Start of RAW DATA

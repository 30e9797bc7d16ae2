//! Persistence interface traits
//! The check engine only ever touches `last_price`/`last_checked` through the
//! partial updates below; user edits go through `update`.

use async_trait::async_trait;
use chrono::{DateTime, Utc};

use crate::shared::errors::StoreError;
use crate::shared::types::{PurchaseRecord, UserAccount};

/// CRUD plus the check-engine partial updates over purchase records
#[async_trait]
pub trait PurchaseStore: Send + Sync {
    async fn create(&self, record: PurchaseRecord) -> Result<(), StoreError>;

    async fn get(&self, id: &str) -> Result<Option<PurchaseRecord>, StoreError>;

    async fn list_for_user(&self, user_id: &str) -> Result<Vec<PurchaseRecord>, StoreError>;

    /// Coarse eligibility pre-filter: watched records purchased at or after
    /// `cutoff`. Callers still apply the exact in-memory eligibility check.
    async fn watched_since(
        &self,
        user_id: &str,
        cutoff: DateTime<Utc>,
    ) -> Result<Vec<PurchaseRecord>, StoreError>;

    async fn update(&self, record: PurchaseRecord) -> Result<(), StoreError>;

    async fn delete(&self, id: &str) -> Result<(), StoreError>;

    /// Advance `last_checked` only, leaving every other field untouched
    async fn mark_checked(&self, id: &str, checked_at: DateTime<Utc>) -> Result<(), StoreError>;

    /// Record an observed price: sets `last_price` and advances `last_checked`
    async fn record_price(
        &self,
        id: &str,
        current_price: Option<f64>,
        checked_at: DateTime<Utc>,
    ) -> Result<(), StoreError>;
}

/// User identity lookups for the batch driver
#[async_trait]
pub trait UserStore: Send + Sync {
    async fn create(&self, user: UserAccount) -> Result<(), StoreError>;

    async fn get(&self, id: &str) -> Result<Option<UserAccount>, StoreError>;

    /// Users owning at least one record matching the coarse pre-filter
    async fn users_with_watched_since(
        &self,
        cutoff: DateTime<Utc>,
    ) -> Result<Vec<UserAccount>, StoreError>;
}
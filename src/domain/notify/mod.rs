//! Notify domain - price-drop summary composition

mod notification_composer;

pub use notification_composer::NotificationComposer;

use serde::Serialize;

/// A detected drop ready for notification: the check result plus the days
/// remaining in the watch window at detection time.
#[derive(Debug, Clone, Serialize)]
#[serde(rename_all = "camelCase")]
pub struct DropInfo {
    pub id: String,
    pub sku: String,
    pub title: Option<String>,
    pub paid_price: f64,
    pub current_price: f64,
    pub price_drop: f64,
    pub days_left: i64,
}

/// Composed notification content, ready for a mail envelope
#[derive(Debug, Clone)]
pub struct MailMessage {
    pub subject: String,
    pub text: String,
    pub html: String,
}
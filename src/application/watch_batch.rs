//! Scheduled batch driver - one pass over every qualifying user
//!
//! Meant to be invoked by an external scheduler (cron). A run never aborts on
//! one user's failure; failures are isolated per-user and per-record.

use std::sync::Arc;

use chrono::{DateTime, Utc};
use tracing::{error, info, warn};

use crate::domain::check::{CheckReport, PriceCheckEngine};
use crate::domain::notify::{DropInfo, NotificationComposer};
use crate::domain::watch::{coarse_cutoff, days_left};
use crate::infrastructure::mail::{MailEnvelope, MailTransport};
use crate::infrastructure::store::{PurchaseStore, UserStore};

/// Counters for one batch run
#[derive(Debug, Default, Clone, PartialEq, Eq)]
pub struct BatchStats {
    pub users_checked: u64,
    pub users_skipped_no_email: u64,
    pub records_checked: u64,
    pub drops_found: u64,
    pub emails_sent: u64,
    pub failures: u64,
}

impl BatchStats {
    fn log_summary(&self) {
        info!("📊 Batch run summary:");
        info!("   Users checked: {}", self.users_checked);
        if self.users_skipped_no_email > 0 {
            info!("   Users skipped (no email): {}", self.users_skipped_no_email);
        }
        info!("   Records checked: {}", self.records_checked);
        if self.drops_found > 0 {
            info!("   Drops found: {}", self.drops_found);
        }
        if self.emails_sent > 0 {
            info!("   Emails sent: {}", self.emails_sent);
        }
        if self.failures > 0 {
            info!("   Failures: {}", self.failures);
        }
    }
}

/// The scheduled price-check-and-email driver
pub struct WatchBatch {
    engine: PriceCheckEngine,
    users: Arc<dyn UserStore>,
    purchases: Arc<dyn PurchaseStore>,
    composer: NotificationComposer,
    mail: Arc<dyn MailTransport>,
    mail_from: String,
}

impl WatchBatch {
    pub fn new(
        engine: PriceCheckEngine,
        users: Arc<dyn UserStore>,
        purchases: Arc<dyn PurchaseStore>,
        mail: Arc<dyn MailTransport>,
        mail_from: String,
    ) -> Self {
        Self {
            engine,
            users,
            purchases,
            composer: NotificationComposer::new(),
            mail,
            mail_from,
        }
    }

    pub async fn run(&self, now: DateTime<Utc>) -> BatchStats {
        info!("🚀 Running scheduled price check at {}", now.to_rfc3339());
        let mut stats = BatchStats::default();

        let users = match self.users.users_with_watched_since(coarse_cutoff(now)).await {
            Ok(users) => users,
            Err(e) => {
                error!("Failed to enumerate qualifying users: {}", e);
                stats.failures += 1;
                return stats;
            }
        };

        if users.is_empty() {
            info!("No users with active watched purchases. Nothing to do.");
            return stats;
        }

        for user in users {
            let Some(email) = user.email.as_deref().filter(|e| !e.trim().is_empty()) else {
                warn!("Skipping user {} without an email address", user.id);
                stats.users_skipped_no_email += 1;
                continue;
            };

            info!("Checking prices for user {}", user.id);
            let report = match self.engine.run_for_user(&user.id, now).await {
                Ok(report) => report,
                Err(e) => {
                    error!("Price check failed for user {}: {}", user.id, e);
                    stats.failures += 1;
                    continue;
                }
            };

            stats.users_checked += 1;
            stats.records_checked += report.results.len() as u64;

            let drops = self.collect_drops(&report, now).await;
            stats.drops_found += drops.len() as u64;

            if drops.is_empty() {
                info!("No price drops for user {}", user.id);
                continue;
            }

            info!("User {} has {} item(s) with price drops", user.id, drops.len());
            let message = self.composer.compose(&drops, report.checked_at);
            let envelope = MailEnvelope {
                from: self.mail_from.clone(),
                to: email.to_string(),
                subject: message.subject,
                text: message.text,
                html: message.html,
            };

            match self.mail.send(&envelope).await {
                Ok(()) => stats.emails_sent += 1,
                Err(e) => {
                    // the price-check state is already persisted and stays that way
                    error!("Mail delivery failed for user {}: {}", user.id, e);
                    stats.failures += 1;
                }
            }
        }

        stats.log_summary();
        stats
    }

    /// Keep only actual drops and attach the days remaining in each record's
    /// window, computed from `purchase_date` at detection time.
    async fn collect_drops(&self, report: &CheckReport, now: DateTime<Utc>) -> Vec<DropInfo> {
        let mut drops = Vec::new();

        for result in report.results.iter().filter(|r| r.price_drop > 0.0) {
            let Some(current_price) = result.current_price else {
                continue;
            };

            match self.purchases.get(&result.id).await {
                Ok(Some(record)) => drops.push(DropInfo {
                    id: result.id.clone(),
                    sku: result.sku.clone(),
                    title: result.title.clone(),
                    paid_price: result.paid_price,
                    current_price,
                    price_drop: result.price_drop,
                    days_left: days_left(&record, now),
                }),
                Ok(None) => warn!("Record {} disappeared during the run", result.id),
                Err(e) => {
                    warn!("Could not reload record {}: {}", result.id, e);
                }
            }
        }

        drops
    }
}

#[cfg(test)]
mod tests {
    use super::*;
    use std::collections::HashMap;
    use std::sync::Mutex;

    use async_trait::async_trait;
    use chrono::{Duration, TimeZone};

    use crate::domain::catalog::{ProductCatalog, ProductInfo};
    use crate::domain::check::NoopPacer;
    use crate::infrastructure::store::MemoryStore;
    use crate::shared::errors::{CatalogError, MailError};
    use crate::shared::types::{PurchaseRecord, UserAccount};

    struct FakeCatalog {
        prices: HashMap<String, f64>,
        calls: Mutex<usize>,
    }

    impl FakeCatalog {
        fn new(prices: Vec<(&str, f64)>) -> Self {
            Self {
                prices: prices
                    .into_iter()
                    .map(|(sku, p)| (sku.to_string(), p))
                    .collect(),
                calls: Mutex::new(0),
            }
        }

        fn call_count(&self) -> usize {
            *self.calls.lock().unwrap()
        }
    }

    #[async_trait]
    impl ProductCatalog for FakeCatalog {
        async fn fetch_by_sku(&self, sku: &str) -> Result<Option<ProductInfo>, CatalogError> {
            *self.calls.lock().unwrap() += 1;
            Ok(self.prices.get(sku).map(|price| ProductInfo {
                sku: sku.to_string(),
                title: format!("Product {}", sku),
                sale_price: Some(*price),
                regular_price: None,
                url: None,
            }))
        }
    }

    /// Mail transport that records envelopes and can fail per recipient
    struct FakeMailTransport {
        sent: Mutex<Vec<MailEnvelope>>,
        fail_for: Option<String>,
    }

    impl FakeMailTransport {
        fn new() -> Self {
            Self {
                sent: Mutex::new(Vec::new()),
                fail_for: None,
            }
        }

        fn failing_for(recipient: &str) -> Self {
            Self {
                sent: Mutex::new(Vec::new()),
                fail_for: Some(recipient.to_string()),
            }
        }

        fn sent(&self) -> Vec<MailEnvelope> {
            self.sent.lock().unwrap().clone()
        }
    }

    #[async_trait]
    impl MailTransport for FakeMailTransport {
        async fn send(&self, envelope: &MailEnvelope) -> Result<(), MailError> {
            if self.fail_for.as_deref() == Some(envelope.to.as_str()) {
                return Err(MailError::Delivery("simulated bounce".to_string()));
            }
            self.sent.lock().unwrap().push(envelope.clone());
            Ok(())
        }
    }

    fn now() -> DateTime<Utc> {
        Utc.with_ymd_and_hms(2024, 6, 15, 12, 0, 0).unwrap()
    }

    async fn seed_user(
        store: &MemoryStore,
        user_id: &str,
        email: Option<&str>,
        purchases: Vec<(&str, f64, i64)>,
    ) -> Vec<PurchaseRecord> {
        UserStore::create(store, UserAccount::new(user_id, email.map(str::to_string)))
            .await
            .unwrap();
        let mut records = Vec::new();
        for (sku, paid, days_ago) in purchases {
            let record = PurchaseRecord::new(
                user_id,
                sku,
                None,
                paid,
                now() - Duration::days(days_ago),
                true,
            );
            PurchaseStore::create(store, record.clone()).await.unwrap();
            records.push(record);
        }
        records
    }

    fn batch(
        store: Arc<MemoryStore>,
        catalog: Arc<FakeCatalog>,
        mail: Arc<FakeMailTransport>,
    ) -> WatchBatch {
        let engine = PriceCheckEngine::new(catalog, store.clone(), Arc::new(NoopPacer));
        WatchBatch::new(
            engine,
            store.clone(),
            store,
            mail,
            "watch@example.com".to_string(),
        )
    }

    #[tokio::test]
    async fn test_drops_produce_one_email_per_user() {
        let store = Arc::new(MemoryStore::new());
        seed_user(
            &store,
            "u1",
            Some("u1@example.com"),
            vec![("1000001", 100.0, 5), ("1000002", 60.0, 10)],
        )
        .await;

        let catalog = Arc::new(FakeCatalog::new(vec![
            ("1000001", 80.0),
            ("1000002", 60.0), // unchanged, no drop
        ]));
        let mail = Arc::new(FakeMailTransport::new());
        let stats = batch(store, catalog, mail.clone()).run(now()).await;

        assert_eq!(stats.users_checked, 1);
        assert_eq!(stats.records_checked, 2);
        assert_eq!(stats.drops_found, 1);
        assert_eq!(stats.emails_sent, 1);

        let sent = mail.sent();
        assert_eq!(sent.len(), 1);
        assert_eq!(sent[0].to, "u1@example.com");
        assert!(sent[0].subject.contains("1 item dropped"));
        assert!(sent[0].text.contains("Product 1000001"));
    }

    #[tokio::test]
    async fn test_no_drops_suppresses_notification() {
        let store = Arc::new(MemoryStore::new());
        seed_user(
            &store,
            "u1",
            Some("u1@example.com"),
            vec![("1000001", 50.0, 5)],
        )
        .await;

        // current price equals paid price - checked, but no drop
        let catalog = Arc::new(FakeCatalog::new(vec![("1000001", 50.0)]));
        let mail = Arc::new(FakeMailTransport::new());
        let stats = batch(store, catalog, mail.clone()).run(now()).await;

        assert_eq!(stats.records_checked, 1);
        assert_eq!(stats.drops_found, 0);
        assert_eq!(stats.emails_sent, 0);
        assert!(mail.sent().is_empty());
    }

    #[tokio::test]
    async fn test_user_without_email_is_skipped_before_any_lookup() {
        let store = Arc::new(MemoryStore::new());
        seed_user(&store, "u1", None, vec![("1000001", 100.0, 5)]).await;

        let catalog = Arc::new(FakeCatalog::new(vec![("1000001", 10.0)]));
        let mail = Arc::new(FakeMailTransport::new());
        let stats = batch(store, catalog.clone(), mail.clone()).run(now()).await;

        assert_eq!(stats.users_skipped_no_email, 1);
        assert_eq!(stats.users_checked, 0);
        assert_eq!(catalog.call_count(), 0);
        assert!(mail.sent().is_empty());
    }

    #[tokio::test]
    async fn test_delivery_failure_does_not_block_other_users() {
        let store = Arc::new(MemoryStore::new());
        seed_user(
            &store,
            "u1",
            Some("bounce@example.com"),
            vec![("1000001", 100.0, 5)],
        )
        .await;
        seed_user(
            &store,
            "u2",
            Some("ok@example.com"),
            vec![("1000002", 100.0, 5)],
        )
        .await;

        let catalog = Arc::new(FakeCatalog::new(vec![
            ("1000001", 80.0),
            ("1000002", 70.0),
        ]));
        let mail = Arc::new(FakeMailTransport::failing_for("bounce@example.com"));
        let stats = batch(store.clone(), catalog, mail.clone()).run(now()).await;

        assert_eq!(stats.users_checked, 2);
        assert_eq!(stats.failures, 1);
        assert_eq!(stats.emails_sent, 1);
        assert_eq!(mail.sent()[0].to, "ok@example.com");

        // the failed delivery did not roll back persisted check state
        let records = store.list_for_user("u1").await.unwrap();
        assert_eq!(records[0].last_price, Some(80.0));
        assert_eq!(records[0].last_checked, Some(now()));
    }

    #[tokio::test]
    async fn test_days_left_comes_from_purchase_date() {
        let store = Arc::new(MemoryStore::new());
        seed_user(
            &store,
            "u1",
            Some("u1@example.com"),
            vec![("1000001", 100.0, 18)],
        )
        .await;

        let catalog = Arc::new(FakeCatalog::new(vec![("1000001", 80.0)]));
        let mail = Arc::new(FakeMailTransport::new());
        batch(store, catalog, mail.clone()).run(now()).await;

        let sent = mail.sent();
        assert_eq!(sent.len(), 1);
        assert!(sent[0].text.contains("12 days left to claim"));
    }
}
//! Product catalog interface trait

use async_trait::async_trait;

use super::ProductInfo;
use crate::shared::errors::CatalogError;

/// Common interface for retailer catalog lookups.
/// `Ok(None)` means the SKU does not exist upstream - a legitimate outcome,
/// distinct from a failed lookup. Implementations must not retry on their
/// own; the caller controls pacing.
#[async_trait]
pub trait ProductCatalog: Send + Sync {
    async fn fetch_by_sku(&self, sku: &str) -> Result<Option<ProductInfo>, CatalogError>;
}
use std::sync::Arc;

use anyhow::Result;
use chrono::Utc;
use clap::{Parser, Subcommand};

use pricewatch::domain::check::{FixedDelayPacer, PriceCheckEngine};
use pricewatch::infrastructure::catalog::RetailCatalogClient;
use pricewatch::infrastructure::mail::HttpMailClient;
use pricewatch::infrastructure::store::JsonFileStore;
use pricewatch::shared::config::Config;
use pricewatch::WatchBatch;

#[derive(Parser, Debug)]
#[command(version, about = "Purchase price-drop watcher")]
struct Args {
    /// Path to config file
    #[arg(long, default_value = "Config.toml")]
    config: String,

    #[command(subcommand)]
    command: Command,
}

#[derive(Subcommand, Debug)]
enum Command {
    /// On-demand price check for one user; prints the report as JSON
    Check {
        /// User id to check
        #[arg(long)]
        user_id: String,
    },
    /// Check every qualifying user and email detected drops (cron target)
    Batch,
}

#[tokio::main]
async fn main() -> Result<()> {
    tracing_subscriber::fmt().with_env_filter("info").init();
    let args = Args::parse();

    let config = Config::from_file(&args.config)?;

    let store = Arc::new(JsonFileStore::load(&config.watch.store_path)?);
    let catalog = Arc::new(RetailCatalogClient::new(&config.catalog)?);
    let pacer = Arc::new(FixedDelayPacer::from_millis(config.watch.pace_ms));
    let engine = PriceCheckEngine::new(catalog, store.clone(), pacer);

    match args.command {
        Command::Check { user_id } => {
            let report = engine.run_for_user(&user_id, Utc::now()).await?;
            println!("{}", serde_json::to_string_pretty(&report)?);
        }
        Command::Batch => {
            let mail = Arc::new(HttpMailClient::new(&config.mail)?);
            let batch = WatchBatch::new(
                engine,
                store.clone(),
                store,
                mail,
                config.mail.from.clone(),
            );
            batch.run(Utc::now()).await;
        }
    }

    Ok(())
}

End of RAW DATA

EXERCISE:
The word "plus" appears in some lines of the data. Copy every one of those lines.

ANSWER TO THE PROBLEM:
/// CRUD plus the check-engine partial updates over purchase records
/// A detected drop ready for notification: the check result plus the days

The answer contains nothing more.